What is significant? The Wreck Bell was a facility provided by the Ports and Harbours Branch to summon the crew of the Queenscliff lifeboat in times of a maritime disaster. The bell was cast by John Danks & Son, Melbourne, and the supporting structure erected by William Golightly (Jnr) in September 1891. It was placed in Lower Princess Park close to the residences of the fishermen who generally formed the crew of the lifeboat. The head of the lighthouse service was automatically the lifeboat's coxswain. When the lifeboat was required for assistance in a maritime emergency such as a search and rescue involving a shipwreck, the bell was rung to alert the voluntary crew. Prior to 1891, analarm bell mounted on the Signal Mastat Shortland Bluff was rung by the Signal Master to call out the lifeboat crew.

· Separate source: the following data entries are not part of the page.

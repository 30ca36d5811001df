mod atlas;
pub(crate) mod codec;
mod document;
mod model;
mod mutate;
mod passability;
mod textures;

pub use atlas::TileRegion;
pub use codec::{
    decode_layer_data, encode_csv_layer, DecodedLayer, LayerCompression, LayerEncoding,
    TileDataError, FLIP_DIAGONAL, FLIP_HORIZONTAL, FLIP_VERTICAL,
};
pub use document::{
    load_map, load_map_from_str, parse_map_document, MapErrorCode, MapFormatError, MapLoadError,
    SourceLocation,
};
pub use model::{MapObject, MapShapeError, ObjectGroup, Orientation, TileLayer, TileMap, Tileset};
pub use mutate::TileMutator;
pub use passability::PassableSet;
pub use textures::{Texture, TextureCache, TextureError};
// Host-side tests for dial mapping, readout formatting and dial geometry.

use manual_core::*;

fn presets() -> [DialMapping; 3] {
    [DialMapping::shutter(), DialMapping::aperture(), DialMapping::iso()]
}

#[test]
fn endpoints_map_to_zero_and_one() {
    for m in presets() {
        assert_eq!(m.to_normalized(m.min()), 0.0);
        assert!((m.to_normalized(m.max()) - 1.0).abs() < 1e-12);
        assert!((m.from_normalized(0.0) - m.min()).abs() < 1e-12);
        assert!((m.from_normalized(1.0) - m.max()).abs() < 1e-9);
    }
}

#[test]
fn mapping_round_trips_across_the_range() {
    for m in presets() {
        for i in 0..=20 {
            let t = i as f64 / 20.0;
            let v = m.from_normalized(t);
            assert!((m.to_normalized(v) - t).abs() < 1e-9, "t={t} range {:?}", m);
            assert!((m.from_normalized(m.to_normalized(v)) - v).abs() < 1e-9 * v);
        }
    }
}

#[test]
fn mapping_is_logarithmic_and_monotonic() {
    let m = DialMapping::shutter();
    // geometric mean at the midpoint
    let mid = m.from_normalized(0.5);
    assert!((mid - (0.001f64 * 0.5).sqrt()).abs() < 1e-12);
    let mut prev = m.from_normalized(0.0);
    for i in 1..=50 {
        let v = m.from_normalized(i as f64 / 50.0);
        assert!(v > prev);
        prev = v;
    }
}

#[test]
fn out_of_range_input_clamps() {
    let m = DialMapping::aperture();
    assert_eq!(m.to_normalized(0.1), 0.0);
    assert_eq!(m.to_normalized(100.0), m.to_normalized(16.0));
    assert_eq!(m.from_normalized(-3.0), m.min());
    assert!((m.from_normalized(7.0) - m.max()).abs() < 1e-9);
    assert_eq!(m.from_normalized(f64::NAN), m.min());
}

#[test]
fn invalid_ranges_are_rejected() {
    assert!(matches!(
        DialMapping::new(0.0, 1.0),
        Err(CameraError::InvalidRange { .. })
    ));
    assert!(DialMapping::new(5.0, 5.0).is_err());
    assert!(DialMapping::new(8.0, 2.0).is_err());
    assert!(DialMapping::new(f64::NAN, 2.0).is_err());
    assert!(DialMapping::new(1.0, f64::INFINITY).is_err());
    assert!(DialMapping::new(2.0, 8.0).is_ok());
}

#[test]
fn shutter_readouts() {
    assert_eq!(format_shutter(1.0 / 250.0), "1/250");
    assert_eq!(format_shutter(0.5), "1/2");
    assert_eq!(format_shutter(1.0 / 1000.0), "1/1000");
    assert_eq!(format_shutter(1.0), "1.0s");
    assert_eq!(format_shutter(2.5), "2.5s");
}

#[test]
fn aperture_readouts_drop_trailing_zero() {
    assert_eq!(format_aperture(4.0), "f/4");
    assert_eq!(format_aperture(2.8), "f/2.8");
    assert_eq!(format_aperture(1.8), "f/1.8");
    assert_eq!(format_aperture(16.0), "f/16");
    assert_eq!(format_aperture(5.64), "f/5.6");
}

#[test]
fn iso_readouts_round() {
    assert_eq!(format_iso(200.0), "ISO 200");
    assert_eq!(format_iso(6399.6), "ISO 6400");
}

#[test]
fn shutter_text_parses() {
    assert_eq!(parse_shutter("1/250"), Some(1.0 / 250.0));
    assert_eq!(parse_shutter(" 0.5 "), Some(0.5));
    assert_eq!(parse_shutter("2s"), Some(2.0));
    assert_eq!(parse_shutter("1/8s"), Some(0.125));
    assert_eq!(parse_shutter("1/0"), None);
    assert_eq!(parse_shutter("-1"), None);
    assert_eq!(parse_shutter("fast"), None);
    assert_eq!(parse_shutter(""), None);
}

#[test]
fn iso_slider_text_falls_back_and_clamps() {
    assert_eq!(parse_iso_input("800"), 800.0);
    assert_eq!(parse_iso_input(""), 200.0);
    assert_eq!(parse_iso_input("abc"), 200.0);
    assert_eq!(parse_iso_input("0"), 200.0);
    assert_eq!(parse_iso_input("99999"), 6400.0);
    assert_eq!(parse_iso_input("50"), 100.0);
    assert_eq!(parse_iso_input("1600abc"), 1600.0);
    assert_eq!(parse_iso_input("-5"), 100.0);
}

#[test]
fn angle_position_unrolls_the_circle() {
    // pointer straight below the centre starts the sweep
    assert!((angle_position(0.0, 1.0) - 0.1).abs() < 1e-9);
    assert!((angle_position(-1.0, 0.0) - 0.4).abs() < 1e-9);
    assert!((angle_position(0.0, -1.0) - 0.7).abs() < 1e-9);
    assert!((angle_position(1.0, 0.0) - 1.0).abs() < 1e-9);
    for i in 0..360 {
        let a = (i as f64).to_radians();
        let t = angle_position(a.cos(), a.sin());
        assert!((0.0..=1.0).contains(&t));
    }
}

#[test]
fn knob_rotation_spans_three_hundred_degrees() {
    assert_eq!(knob_rotation_degrees(0.0), -150.0);
    assert_eq!(knob_rotation_degrees(0.5), 0.0);
    assert_eq!(knob_rotation_degrees(1.0), 150.0);
    assert_eq!(knob_rotation_degrees(4.0), 150.0);
}

#[test]
fn keyboard_steps_are_fine_or_coarse_and_clamped() {
    assert!((step_position(0.5, 1.0, false) - 0.515).abs() < 1e-12);
    assert!((step_position(0.5, -1.0, true) - 0.45).abs() < 1e-12);
    assert_eq!(step_position(0.99, 1.0, true), 1.0);
    assert_eq!(step_position(0.01, -1.0, true), 0.0);
}

#[test]
fn drag_moves_relative_to_the_grab_point() {
    let drag = DialDrag::begin(0.3, 0.6);
    assert_eq!(drag.position_for(0.3), 0.6);
    assert!((drag.position_for(0.4) - 0.7).abs() < 1e-12);
    assert!((drag.position_for(0.1) - 0.4).abs() < 1e-12);
    assert_eq!(drag.position_for(1.0), 1.0);
    assert_eq!(drag.position_for(-1.0), 0.0);
}
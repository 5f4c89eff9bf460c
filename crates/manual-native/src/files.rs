use manual_core::{
    AtlasProvider, Bitmap, CameraError, FrameGrid, PlaceholderAtlases, Result, SpriteSheet,
};
use std::path::{Path, PathBuf};
use std::rc::Rc;

/// Decode an image file into an RGBA bitmap.
pub fn load_bitmap(path: &Path) -> Result<Bitmap> {
    let img = image::open(path)
        .map_err(|e| CameraError::MissingResource(format!("{}: {}", path.display(), e)))?
        .to_rgba8();
    let (w, h) = img.dimensions();
    Bitmap::from_rgba(w, h, img.into_raw())
}

/// Frame grid for a loaded sheet: an explicit count wins, otherwise the
/// sheet must be an exact grid of frames.
pub fn sheet_grid(
    sheet_width: u32,
    sheet_height: u32,
    frame_width: u32,
    frame_height: u32,
    frames: Option<u32>,
) -> Result<FrameGrid> {
    let frame_count = match frames {
        Some(n) => n,
        None => FrameGrid::guess_frame_count(sheet_width, sheet_height, frame_width, frame_height)
            .ok_or_else(|| {
                CameraError::InvalidGrid(format!(
                    "{}x{} sheet is not a grid of {}x{} frames",
                    sheet_width, sheet_height, frame_width, frame_height
                ))
            })?,
    };
    Ok(FrameGrid {
        frame_width,
        frame_height,
        frame_count,
    })
}

/// Textures from disk where given, procedural placeholders elsewhere.
pub struct FileAtlases {
    pub runner_sheet: Option<PathBuf>,
    pub frame_width: u32,
    pub frame_height: u32,
    pub frames: Option<u32>,
    pub water: Vec<PathBuf>,
    pub fallback: PlaceholderAtlases,
}

impl AtlasProvider for FileAtlases {
    fn runner_sheet(&mut self) -> Result<SpriteSheet> {
        let Some(path) = &self.runner_sheet else {
            return self.fallback.runner_sheet();
        };
        let image = load_bitmap(path)?;
        let grid = sheet_grid(
            image.width(),
            image.height(),
            self.frame_width,
            self.frame_height,
            self.frames,
        )?;
        log::info!(
            "runner sheet {} ({} frames of {}x{})",
            path.display(),
            grid.frame_count,
            grid.frame_width,
            grid.frame_height
        );
        Ok(SpriteSheet {
            image: Rc::new(image),
            grid,
        })
    }

    fn waterfall_layers(&mut self) -> Result<Vec<Rc<Bitmap>>> {
        if self.water.is_empty() {
            return self.fallback.waterfall_layers();
        }
        self.water
            .iter()
            .map(|p| load_bitmap(p).map(Rc::new))
            .collect()
    }
}
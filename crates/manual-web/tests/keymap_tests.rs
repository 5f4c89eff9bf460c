// Host-side tests for the pure key and label helpers.
// The main crate is wasm-only, so we include the pure-Rust module directly.

#![allow(dead_code)]

mod keymap {
    include!("../src/keymap.rs");
}

use keymap::*;

#[test]
fn arrows_step_dials_both_ways() {
    assert_eq!(dial_step_direction("ArrowLeft"), Some(-1.0));
    assert_eq!(dial_step_direction("ArrowDown"), Some(-1.0));
    assert_eq!(dial_step_direction("ArrowRight"), Some(1.0));
    assert_eq!(dial_step_direction("ArrowUp"), Some(1.0));
    assert_eq!(dial_step_direction("PageUp"), None);
    assert_eq!(dial_step_direction("a"), None);
}

#[test]
fn only_enter_fires_the_shutter() {
    assert!(is_shutter_key("Enter"));
    assert!(!is_shutter_key(" "));
    assert!(!is_shutter_key("enter"));
}

#[test]
fn play_label_shows_the_next_action() {
    assert!(play_button_label(true).starts_with('\u{23F8}'));
    assert!(play_button_label(false).starts_with('\u{25B6}'));
}

#[test]
fn knob_and_aria_strings() {
    assert_eq!(knob_transform(0.0), "rotate(-150.0deg)");
    assert_eq!(knob_transform(0.5), "rotate(0.0deg)");
    assert_eq!(knob_transform(1.0), "rotate(150.0deg)");
    assert_eq!(aria_value(0.25), "0.250");
    assert_eq!(aria_value(1.7), "1.000");
}

#[test]
fn flash_opacity_is_zero_once_faded() {
    assert_eq!(flash_opacity(0.6), "0.60");
    assert_eq!(flash_opacity(0.123), "0.12");
    assert_eq!(flash_opacity(0.0), "0");
    assert_eq!(flash_opacity(-0.2), "0");
}

#[test]
fn blur_filter_strings() {
    assert_eq!(blur_filter(0), "none");
    assert_eq!(blur_filter(4), "blur(4px)");
}
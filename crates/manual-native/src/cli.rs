// Command-line arguments.

use clap::Parser;
use manual_core::{
    parse_shutter, SceneKind, Viewport, APERTURE_MAX, APERTURE_MIN, DEFAULT_APERTURE,
    DEFAULT_ISO, ISO_MAX, ISO_MIN, SHUTTER_MAX_SEC, SHUTTER_MIN_SEC,
};
use std::path::PathBuf;

/// Ten simulated minutes at 60 fps.
pub const MAX_FRAMES: u32 = 36_000;

/// Headless manual-mode camera: expose a scene and save the frame as a PNG
#[derive(Parser, Debug)]
#[command(name = "manual-shot", long_about = None)]
pub struct Args {
    /// Scene to shoot: runner or waterfall
    #[arg(long, value_name = "SCENE", default_value = "runner", value_parser = scene_arg)]
    pub scene: SceneKind,

    /// Shutter speed, e.g. 1/250, 0.5 or 0.5s
    #[arg(long, value_name = "SPEED", default_value = "1/250", value_parser = shutter_arg)]
    pub shutter: f64,

    /// Aperture f-number
    #[arg(long, value_name = "F", default_value_t = DEFAULT_APERTURE)]
    pub aperture: f64,

    /// Sensor sensitivity
    #[arg(long, value_name = "ISO", default_value_t = DEFAULT_ISO)]
    pub iso: f64,

    /// Simulated seconds to run before the shot
    #[arg(long, value_name = "SECONDS", default_value_t = 1.0)]
    pub seconds: f64,

    /// Simulated frame rate
    #[arg(long, value_name = "FPS", default_value_t = 60.0)]
    pub fps: f64,

    /// Output width in pixels
    #[arg(long, default_value_t = 960)]
    pub width: u32,

    /// Output height in pixels
    #[arg(long, default_value_t = 540)]
    pub height: u32,

    /// Device pixel ratio the layout scales by (clamped to 1..=2)
    #[arg(long, value_name = "RATIO", default_value_t = 1.0)]
    pub pixel_ratio: f32,

    /// Ease from the default settings instead of starting settled
    #[arg(long)]
    pub ease: bool,

    /// Fire the shutter flash just before the captured frame
    #[arg(long)]
    pub flash: bool,

    /// Where to write the PNG
    #[arg(long, short, value_name = "PATH", default_value = "shot.png")]
    pub out: PathBuf,

    /// Runner sprite sheet image (placeholder art when omitted)
    #[arg(long, value_name = "PATH")]
    pub runner_sheet: Option<PathBuf>,

    /// Width of one runner frame in the sheet
    #[arg(long, value_name = "PX", default_value_t = 64)]
    pub frame_width: u32,

    /// Height of one runner frame in the sheet
    #[arg(long, value_name = "PX", default_value_t = 64)]
    pub frame_height: u32,

    /// Number of frames in the sheet (guessed from the grid when omitted)
    #[arg(long, value_name = "N")]
    pub frames: Option<u32>,

    /// Water strip textures for the waterfall, back to front
    #[arg(long = "water", value_name = "PATH")]
    pub water: Vec<PathBuf>,

    /// Seed for placeholder textures and grain
    #[arg(long, default_value_t = 7)]
    pub seed: u64,
}

pub fn scene_arg(s: &str) -> Result<SceneKind, String> {
    SceneKind::from_id(s).ok_or_else(|| {
        let known: Vec<&str> = SceneKind::ALL.iter().map(|k| k.id()).collect();
        format!("unknown scene '{}' (expected one of: {})", s, known.join(", "))
    })
}

pub fn shutter_arg(s: &str) -> Result<f64, String> {
    parse_shutter(s).ok_or_else(|| format!("cannot read shutter speed '{}'", s))
}

impl Args {
    /// Frames to simulate: at least one, at most [`MAX_FRAMES`].
    pub fn frame_count(&self) -> u32 {
        let n = self.requested_frames();
        if n.is_nan() || n < 1.0 {
            1
        } else if n > MAX_FRAMES as f64 {
            MAX_FRAMES
        } else {
            n as u32
        }
    }

    fn requested_frames(&self) -> f64 {
        (self.seconds * self.fps).round()
    }

    pub fn frame_dt(&self) -> f64 {
        if self.fps.is_finite() && self.fps > 0.0 {
            1.0 / self.fps
        } else {
            0.0
        }
    }

    pub fn viewport(&self) -> Viewport {
        Viewport::new(self.width.max(1), self.height.max(1), self.pixel_ratio)
    }

    /// Warn about settings the exposure model will clamp.
    pub fn out_of_range(&self) -> Vec<String> {
        let mut notes = Vec::new();
        if !(SHUTTER_MIN_SEC..=SHUTTER_MAX_SEC).contains(&self.shutter) {
            notes.push(format!(
                "shutter {}s outside {}..={}s",
                self.shutter, SHUTTER_MIN_SEC, SHUTTER_MAX_SEC
            ));
        }
        if !(APERTURE_MIN..=APERTURE_MAX).contains(&self.aperture) {
            notes.push(format!(
                "aperture f/{} outside f/{}..=f/{}",
                self.aperture, APERTURE_MIN, APERTURE_MAX
            ));
        }
        if !(ISO_MIN..=ISO_MAX).contains(&self.iso) {
            notes.push(format!("ISO {} outside {}..={}", self.iso, ISO_MIN, ISO_MAX));
        }
        if self.requested_frames() > MAX_FRAMES as f64 {
            notes.push(format!(
                "{}s at {} fps is more than {} frames",
                self.seconds, self.fps, MAX_FRAMES
            ));
        }
        notes
    }
}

The Wreck Bell was used to call the crew on many occasions, the last being in 1974 when they were called out to a fire on the vessel Brisbane Trader.
There was also another wreck bell called the "Distress Bell", which was once located at the corner of Ocean Amphitheatre and Portsea Roads in 1965 but has since disappeared.
The bell, still in its original location, is mounted on a two metre high square timber post, which is supported and bolted to two upright rectangular timbers embedded into a rectangular platform base. At the top of the post, a bifurcated yoke belfry surrounds the bell. Below this, attached to the post on the western side, is a sign which reads "Any person found ringing this bell except in the case of shipwreck or maritime disaster will be prosecuted". The bifurcated yoke structure housing the Wreck Bell, along with the bell, platform base, and ladder are original.
How is it significant? The Wreck Bell is of historical and social significance to the State of Victoria.
Why is it significant?
The Wreck Bell is of historical significance for its associations with the maritime history of Victoria. As an essential maritime facility involved in many shipping emergencies, the bell reflects the historical development of the port of Melbourne and the level of its shipping activity. The bell was rung every time the lifeboat was used for a major shipwreck in the Port Phillip Heads area from 1894 to 1974. Many of these wrecks were of interstate and international origins.
The Wreck Bell has historical significance as an intrinsic component of the maritime history of Queenscliff. It has strong associations with other important features of the maritime landscape of the region including the Queenscliff Pier, Queenscliff Lifeboat and Lifeboat Shed, Queenscliff Maritime Museum, Point Lonsdale Pier, Point Lonsdale Lifeboat (now at the Queenscliff Maritime Museum), the Point Lonsdale and Point Nepean Rocket Sheds, Shortland Bluff Signal Station, and shipwrecks in the Port Phillip Heads area. Marine rescue and the pilots' service were two essential services based at Queenscliff, and were responsible in part for the development of Queenscliff as a maritime service town. The location of the bell is highly significant, due to its proximity to the former lifeboat shed and the residences of local crew members. This site is also a significant example of the wider resource of lifesaving and maritime infrastructure heritage from around the State.
The Wreck Bell is of historical significance as one of only two extant wreck bells in Victoria. The other wreck bell, located at Lakes Entrance and built in 1881, is of a different construction method. The Queenscliff bell is the only example of a wreck bell with a bifurcated yoke structure in the state, the only other example known to have existed was erected at Port Fairy in 1884.
The Wreck Bell has social significance to the local community, especially the fishing community, many of whom can demonstrate generations of family members serving as the lifeboat crew.